* [WORK INSTRUCTIONS]:
Among the entries below, copy every line that carries the word "existing".

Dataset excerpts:
══════
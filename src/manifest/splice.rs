//! Text surgery for the `"version"` field of a JSON manifest.
//!
//! Nothing here parses JSON. The manifest is edited as plain text so that
//! indentation, key order, newline style and one-line layouts survive the
//! edit byte for byte. Validation of the result lives in [`super::upsert`].

use crate::error::Result;
use regex::Regex;

const DEFAULT_INDENT: &str = "  ";

/// Sets the `"version"` field of `text` to `version` without re-serializing.
///
/// Returns the input unchanged when it cannot edit confidently: a one-line
/// object without a closing brace, or a multi-line object whose last
/// non-blank line is not a lone `}`.
pub fn splice_version(text: &str, version: &str) -> Result<String> {
    let existing = Regex::new(r#"("version"\s*:\s*")([^"]*)(")"#)?;
    if let Some(value) = existing.captures(text).and_then(|caps| caps.get(2)) {
        log::debug!("Replacing existing version value {:?}", value.as_str());
        let mut out = String::with_capacity(text.len() + version.len());
        out.push_str(&text[..value.start()]);
        out.push_str(version);
        out.push_str(&text[value.end()..]);
        return Ok(out);
    }

    if text.contains('\n') {
        insert_multi_line(text, version)
    } else {
        Ok(insert_single_line(text, version))
    }
}

fn insert_single_line(text: &str, version: &str) -> String {
    let Some(close) = text.rfind('}') else {
        log::debug!("No closing brace in one-line manifest");
        return text.to_string();
    };

    // `after` keeps the brace and anything trailing it
    let (before, after) = text.split_at(close);
    let inside = before
        .find('{')
        .map(|open| before[open + 1..].trim())
        .unwrap_or("");
    let comma = if !inside.is_empty() && !inside.ends_with(',') {
        ","
    } else {
        ""
    };

    log::debug!("Inserting version into one-line manifest");
    format!("{before}{comma} \"version\": \"{version}\"{after}")
}

fn insert_multi_line(text: &str, version: &str) -> Result<String> {
    let newline = detect_newline(text);
    let mut lines = split_lines(text);

    let mut close = lines.len() - 1;
    while close > 0 && lines[close].trim().is_empty() {
        close -= 1;
    }
    if lines[close].trim() != "}" {
        log::debug!("Last non-blank line is not a closing brace; leaving manifest untouched");
        return Ok(text.to_string());
    }

    let indent_pattern = Regex::new(r#"(?m)^([ \t]+)"[^"]+"\s*:"#)?;
    let indent = indent_pattern
        .captures(text)
        .and_then(|caps| caps.get(1))
        .map(|m| m.as_str())
        .unwrap_or(DEFAULT_INDENT);

    // Loose on purpose: any line with a colon counts as a property.
    if let Some(last) = lines[..close].iter().rposition(|line| line.contains(':'))
        && !lines[last].trim().ends_with(',')
    {
        lines[last] = format!("{},", lines[last].trim_end());
    }

    lines.insert(close, format!("{indent}\"version\": \"{version}\""));
    log::debug!("Inserted version line at {}", close + 1);

    Ok(lines.join(newline))
}

fn detect_newline(text: &str) -> &'static str {
    if text.contains("\r\n") { "\r\n" } else { "\n" }
}

/// Splits on `\n`, dropping the `\r` of every `\r\n` pair.
fn split_lines(text: &str) -> Vec<String> {
    let mut lines = Vec::new();
    let mut segments = text.split('\n').peekable();
    while let Some(segment) = segments.next() {
        let line = if segments.peek().is_some() {
            segment.strip_suffix('\r').unwrap_or(segment)
        } else {
            segment
        };
        lines.push(line.to_string());
    }
    lines
}

#[cfg(test)]
mod tests {
    use super::*;

    #[test]
    fn test_replace_keeps_spacing_around_colon() {
        let input = r#"{"a":1,   "version"   :   "0.1.0"   ,"b":2}"#;
        let expected = r#"{"a":1,   "version"   :   "2.0.0"   ,"b":2}"#;

        assert_eq!(splice_version(input, "2.0.0").unwrap(), expected);
    }

    #[test]
    fn test_replace_in_multi_line_manifest() {
        let input = "{\n    \"domain\": \"demo\",\n    \"version\": \"1.0.0\",\n    \"iot_class\": \"cloud_polling\"\n}\n";
        let expected = "{\n    \"domain\": \"demo\",\n    \"version\": \"1.1.0-beta.2\",\n    \"iot_class\": \"cloud_polling\"\n}\n";

        assert_eq!(splice_version(input, "1.1.0-beta.2").unwrap(), expected);
    }

    #[test]
    fn test_replace_empty_value() {
        let input = r#"{"version": ""}"#;
        assert_eq!(
            splice_version(input, "0.0.1").unwrap(),
            r#"{"version": "0.0.1"}"#
        );
    }

    #[test]
    fn test_dollar_signs_are_inserted_literally() {
        let input = r#"{"version": "1.0.0"}"#;
        assert_eq!(
            splice_version(input, "1.0.0-$1").unwrap(),
            r#"{"version": "1.0.0-$1"}"#
        );
    }

    #[test]
    fn test_insert_into_empty_object() {
        assert_eq!(
            splice_version("{}", "1.0.0").unwrap(),
            r#"{ "version": "1.0.0"}"#
        );
        assert_eq!(
            splice_version("{ }", "1.0.0").unwrap(),
            r#"{  "version": "1.0.0"}"#
        );
    }

    #[test]
    fn test_insert_into_one_line_object_adds_comma() {
        assert_eq!(
            splice_version(r#"{"name":"demo"}"#, "1.0.0").unwrap(),
            r#"{"name":"demo", "version": "1.0.0"}"#
        );
    }

    #[test]
    fn test_insert_after_trailing_comma_adds_no_second_comma() {
        assert_eq!(
            splice_version(r#"{"name":"demo",}"#, "1.0.0").unwrap(),
            r#"{"name":"demo", "version": "1.0.0"}"#
        );
    }

    #[test]
    fn test_one_line_without_brace_is_untouched() {
        let input = r#"["not", "an", "object""#;
        assert_eq!(splice_version(input, "1.0.0").unwrap(), input);
    }

    #[test]
    fn test_insert_multi_line() {
        let input = "{\n  \"name\": \"demo\",\n  \"domain\": \"demo\"\n}";
        let expected =
            "{\n  \"name\": \"demo\",\n  \"domain\": \"demo\",\n  \"version\": \"2.1.0\"\n}";

        assert_eq!(splice_version(input, "2.1.0").unwrap(), expected);
    }

    #[test]
    fn test_insert_multi_line_keeps_trailing_newlines() {
        let input = "{\n  \"name\": \"demo\"\n}\n\n";
        let expected = "{\n  \"name\": \"demo\",\n  \"version\": \"1.0.0\"\n}\n\n";

        assert_eq!(splice_version(input, "1.0.0").unwrap(), expected);
    }

    #[test]
    fn test_insert_multi_line_keeps_crlf_and_tabs() {
        let input = "{\r\n\t\"name\": \"demo\"\r\n}\r\n";
        let expected = "{\r\n\t\"name\": \"demo\",\r\n\t\"version\": \"1.0.0\"\r\n}\r\n";

        assert_eq!(splice_version(input, "1.0.0").unwrap(), expected);
    }

    #[test]
    fn test_insert_multi_line_uses_first_property_indent() {
        let input = "{\n    \"name\": \"demo\",\n  \"domain\": \"demo\"\n}\n";
        let expected =
            "{\n    \"name\": \"demo\",\n  \"domain\": \"demo\",\n    \"version\": \"3.0.0\"\n}\n";

        assert_eq!(splice_version(input, "3.0.0").unwrap(), expected);
    }

    #[test]
    fn test_insert_multi_line_trims_space_before_comma() {
        let input = "{\n  \"name\": \"demo\"   \n}";
        let expected = "{\n  \"name\": \"demo\",\n  \"version\": \"1.0.0\"\n}";

        assert_eq!(splice_version(input, "1.0.0").unwrap(), expected);
    }

    #[test]
    fn test_insert_multi_line_empty_object_uses_default_indent() {
        let input = "{\n}\n";
        let expected = "{\n  \"version\": \"1.0.0\"\n}\n";

        assert_eq!(splice_version(input, "1.0.0").unwrap(), expected);
    }

    #[test]
    fn test_multi_line_without_closing_brace_is_untouched() {
        let input = "{\n  \"name\": \"demo\",\n";
        assert_eq!(splice_version(input, "1.0.0").unwrap(), input);
    }

    #[test]
    fn test_closing_brace_sharing_a_line_is_untouched() {
        let input = "{\n  \"name\": \"demo\"}\n";
        assert_eq!(splice_version(input, "1.0.0").unwrap(), input);
    }

    #[test]
    fn test_split_lines_only_strips_paired_carriage_returns() {
        assert_eq!(split_lines("a\r\nb\nc\r"), vec!["a", "b", "c\r"]);
        assert_eq!(split_lines("a\n"), vec!["a", ""]);
    }
}
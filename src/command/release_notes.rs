//! `relkit release-notes`: group parsed commits into a release-note context.

use crate::error::{ReleaseError, Result};
use crate::notes::{CommitRecord, build_context};

use clap::Parser;
use std::fs;
use std::io::Read;
use std::path::PathBuf;

/// Arguments for the `release-notes` subcommand.
#[derive(Parser, Debug, Clone)]
pub struct ReleaseNotesArgs {
    /// Version being released
    #[arg(long = "version", value_name = "VERSION")]
    pub version: String,

    /// JSON array of parsed commits (reads stdin when omitted)
    #[arg(long, value_name = "PATH")]
    pub input: Option<PathBuf>,
}

pub fn execute(args: ReleaseNotesArgs) -> Result<()> {
    if args.version.trim().is_empty() {
        return Err(ReleaseError::Usage(
            "Usage: relkit release-notes --version <version> [--input <path>]".to_string(),
        ));
    }

    let raw = match &args.input {
        Some(path) if !path.is_file() => return Err(ReleaseError::FileNotFound(path.clone())),
        Some(path) => fs::read_to_string(path)?,
        None => {
            let mut buf = String::new();
            std::io::stdin().read_to_string(&mut buf)?;
            buf
        }
    };

    let commits: Vec<CommitRecord> = serde_json::from_str(&raw)?;
    log::debug!("Read {} commit record(s)", commits.len());

    let context = build_context(&args.version, &commits, chrono::Utc::now());
    println!("{}", serde_json::to_string_pretty(&context)?);

    Ok(())
}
══════
* [RESPONSE TO THE TASK]:
    let existing = Regex::new(r#"("version"\s*:\s*")([^"]*)(")"#)?;
    if let Some(value) = existing.captures(text).and_then(|caps| caps.get(2)) {
        log::debug!("Replacing existing version value {:?}", value.as_str());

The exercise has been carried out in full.